Two Eastern Partnership countries, Belarus and Armenia, to be sure, are simultaneously also part of the various Moscow-dominated structures, among them the Collective Security Treaty Organization and Eurasian Economic Union. For better or worse, they are now under the Kremlin’s special “protection.” In contrast, Ukraine, Moldova, and Georgia were not ready to sacrifice their sovereignty and pro-Western orientation for the specific kind of pseudo-security that Moscow continues to offer to them. Azerbaijan, in turn, occupies a special position among the Eastern Partnership countries as it concluded a separate mutual aid treaty with Ankara in 2010. In Article 2 of this ratified agreement, Baku was given the promise of military help from NATO member Turkey — an assurance of a relatively powerful country providing, at least formally, a partial solution to Azeri security concerns.

Georgia, Moldova, and Ukraine have concluded extensive association agreements with the European Union. Yet, as these agreements are equivocal with regard to security matters, they remain, and may — for the time being — continue to remain outside any comprehensive military-help schemes. To date, these states are left in a security-political no man’s land, between the two new blocs facing each other, in Eastern Europe. No wonder that they (as well as Azerbaijan before it concluded its treaty with Turkey) became partially failed states that do not fully control their territories. Russia and its allies took advantage of the lacking international embeddedness of these four countries. Moscow supports separatism directly in Transnistria, South Ossetia, Abkhazia, and the Donets Basin (and indirectly, in the case of Nagorno-Karabakh). Ukraine’s Crimean Peninsula was simply included into the Russian Federation in March 2014.

Neither the European Union nor NATO will any time soon be able to fill the conspicuous security vacuum they have left with their hesitant and inconsistent enlargement policies in post-Soviet Eastern Europe and the Southern Caucasus. Both organization have, in the past, amply demonstrated their inadequacy as strategically thinking and geopolitically resolute actors. Against this background, an increasing amount of post-Soviet politicians, diplomats, and intellectuals are starting to discuss alternative options to at least partially increase their countries’ security. The most prominent among these concepts is the Intermarium.

The Historical Roots of a Union of the Lands Between the Seas

The idea of an association or confederation that would encompass the lands of Central and Eastern Europe, from the Baltic republics in Europe’s northeast stretching to the Yugoslav nations in the Western Balkans, appeared first in the 19th century. Such an alliance would have been directed against the threats of Tsarist Russia in the east, as well as of, initially, Prussia and, later, the German Reich in the west. However, it remained a concept of geopolitical philosophy, not being adopted for the purposes of actual foreign policy.

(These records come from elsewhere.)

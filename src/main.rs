use jamesporal_worker::{example, telemetry};

#[tokio::main]
async fn main() -> anyhow::Result<()> {
    telemetry::init_tracing();
    example::run().await
}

During the early 20th century, the idea gained momentum in Poland. Having achieved independence toward the end of World War I, the newly constituted Polish state sought ways to survive and strengthen itself within the ongoing European turmoil of rapidly collapsing empires, newly emerging borders, and changing international alliances. Its first inter-war leader Józef Piłsudski (1867-1935) re-introduced and re-formulated the 19th-century concept of a Slavic union as a Międzymorze (Land between the Seas). The term became subsequently known under its Latinized form “Intermarium,” and referred to some sort of alliance of the Central-East and South-East European states located between the Baltic, Black, Adriatic, and/or Aegean seas.

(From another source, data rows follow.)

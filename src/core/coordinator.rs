//! The workflow coordinator as seen from a worker.

use serde::{Deserialize, Serialize};

use crate::core::activity::{ActivityId, TaskToken, WorkflowId};

/// Coordinator's answer to a heartbeat.
#[derive(Serialize, Deserialize, Clone, Debug, PartialEq, Eq)]
pub struct Heartbeat {
    pub activity_id: ActivityId,
    pub cancelled: bool,
    pub details: Option<String>,
}

#[derive(Debug, thiserror::Error)]
pub enum CoordinatorError {
    #[error("request to coordinator failed: {0}")]
    Request(#[from] reqwest::Error),

    #[error("could not decode coordinator response: {0}")]
    Decode(#[from] serde_json::Error),

    #[error("activity not known to coordinator")]
    NotFound,

    #[error("activity already completed")]
    AlreadyCompleted,

    #[error("unexpected coordinator response: {0}")]
    UnexpectedResponse(String),
}

#[async_trait::async_trait]
pub trait Coordinator: Send + Sync {
    async fn send_heartbeat(
        &self,
        task_token: &TaskToken,
        activity_id: &ActivityId,
        details: &str,
    ) -> Result<Heartbeat, CoordinatorError>;

    async fn report_progress(
        &self,
        workflow_id: &WorkflowId,
        activity_id: &ActivityId,
        percent_complete: u8,
    ) -> Result<(), CoordinatorError>;

    async fn report_success(
        &self,
        workflow_id: &WorkflowId,
        activity_id: &ActivityId,
        result: serde_json::Value,
    ) -> Result<(), CoordinatorError>;

    async fn report_failure(
        &self,
        workflow_id: &WorkflowId,
        activity_id: &ActivityId,
        reason: &str,
        details: &str,
    ) -> Result<(), CoordinatorError>;

    async fn report_cancelled(
        &self,
        workflow_id: &WorkflowId,
        activity_id: &ActivityId,
        reason: &str,
        details: &str,
    ) -> Result<(), CoordinatorError>;
}
pub mod activity;
pub mod client;
pub mod config;
pub mod coordinator;
pub mod error;
pub mod heartbeat;
pub mod outcome;
pub mod progress;
pub mod supervisor;
pub mod worker_events;

pub use activity::{
    ActivityContext, ActivityError, ActivityFn, ActivityId, ExecutionRequest, TaskToken,
    WorkflowId,
};
pub use client::Client;
pub use config::{ConfigError, SupervisorConfig};
pub use coordinator::{Coordinator, CoordinatorError, Heartbeat};
pub use error::SupervisorError;
pub use outcome::{CompletionOutcome, CANCELLED_REASON, COMPLETED_MESSAGE, TIMEOUT_ERROR_MESSAGE};
pub use progress::ProgressSender;
pub use supervisor::Supervisor;
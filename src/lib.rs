pub mod core;
pub mod example;
pub mod inmemory_db;
pub mod server;
pub mod telemetry;
pub mod testing;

Immediately after World War I, Piłsudski was seeking to achieve such an East European union, or even a federal state, that would have included Poland, Lithuania, Belarus, and Ukraine — thereby partially re-creating the medieval Polish-Lithuanian Commonwealth. The 1920 Warsaw Treaty — and less so the 1955 Warsaw Pact, as suggest in this publication before — became the paradigmatic model for, continuing reference to, and first step toward, such a coalition. Also called the Petliura-Piłsudski Alliance, this agreement established a military-economic coalition between the Second Polish Republic and the short-lived Ukrainian People’s Republic (UPR), represented by then-chairman of the UPR’s Directorate, Symon Petliura (1879-1926). Yet, the alliance could not prevent Ukraine’s and Belarus’s capture by the victorious Bolsheviks during  the 1920 Polish-Soviet War. It became clear that those East European lands which had fallen under control of the Soviet Union, founded in 1922, were no longer available for the Intermarium scheme. They would have to be first liberated from Moscow’s rule, within the larger Polish anti-imperial project of “Prometheism” that sought to promote anti-colonial nationalism among the Russia-dominated smaller nations of Eurasia.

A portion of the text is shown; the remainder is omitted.